- _About this task_
Return the data below exactly, but only from the line containing "## Directory Structure" through the line containing "const APP_DIR: &str", with both of those lines included.

^^^^^^^^

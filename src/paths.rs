//! Centralized path resolution for TradeKeeper
//!
//! ## Path Strategy
//!
//! The base directory resolves, in order, to:
//! 1. An explicit override (`--data-dir`, set before first use)
//! 2. `$TRADEKEEPER_HOME`
//! 3. The platform data directory (`dirs::data_local_dir()/TradeKeeper`)
//!
//! ## Directory Structure
//!
//! ```text
//! TradeKeeper/
//! ├── data/
//! │ ├── config.toml
//! │ ├── ledger.db
//! │ └── trading_state.json
//! └── logs/
//!   └── tradekeeper_*.log
//! ```

use once_cell::sync::{Lazy, OnceCell};
use std::path::PathBuf;

const APP_DIR: &str = "TradeKeeper";

static BASE_OVERRIDE: OnceCell<PathBuf> = OnceCell::new();

static BASE_DIRECTORY: Lazy<PathBuf> = Lazy::new(resolve_base_directory);

fn resolve_base_directory() -> PathBuf {
    if let Some(dir) = BASE_OVERRIDE.get() {
        return dir.clone();
    }

    if let Ok(dir) = std::env::var("TRADEKEEPER_HOME") {
        if !dir.trim().is_empty() {
            return PathBuf::from(dir);
        }
    }

    if let Some(dir) = dirs::data_local_dir() {
        return dir.join(APP_DIR);
    }

    if let Some(home) = dirs::home_dir() {
        return home.join(APP_DIR);
    }

    PathBuf::from(APP_DIR)
}

/// Pin the base directory. Must run before any path accessor is called.
pub fn set_base_directory(path: PathBuf) -> Result<(), String> {
    BASE_OVERRIDE
        .set(path)
        .map_err(|_| "Base directory already set".to_string())
}

pub fn get_base_directory() -> PathBuf {
    BASE_DIRECTORY.clone()
}

pub fn get_data_directory() -> PathBuf {
    BASE_DIRECTORY.join("data")
}

pub fn get_logs_directory() -> PathBuf {
    BASE_DIRECTORY.join("logs")
}

pub fn get_config_path() -> PathBuf {
    get_data_directory().join("config.toml")
}

/// Data-directory path for a configured file name (absolute names pass through)
pub fn resolve_data_file(file_name: &str) -> PathBuf {
    let path = PathBuf::from(file_name);
    if path.is_absolute() {
        path
    } else {
        get_data_directory().join(path)
    }
}

pub fn ensure_all_directories() -> Result<(), String> {
    for dir in [get_data_directory(), get_logs_directory()] {
        std::fs::create_dir_all(&dir)
            .map_err(|e| format!("Failed to create directory {}: {}", dir.display(), e))?;
    }
    Ok(())
}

^^^^^^^^

- _Problem solution_
//! ## Directory Structure
//!
//! ```text
//! TradeKeeper/
//! ├── data/
//! │ ├── config.toml
//! │ ├── ledger.db
//! │ └── trading_state.json
//! └── logs/
//!   └── tradekeeper_*.log
//! ```

use once_cell::sync::{Lazy, OnceCell};
use std::path::PathBuf;

const APP_DIR: &str = "TradeKeeper";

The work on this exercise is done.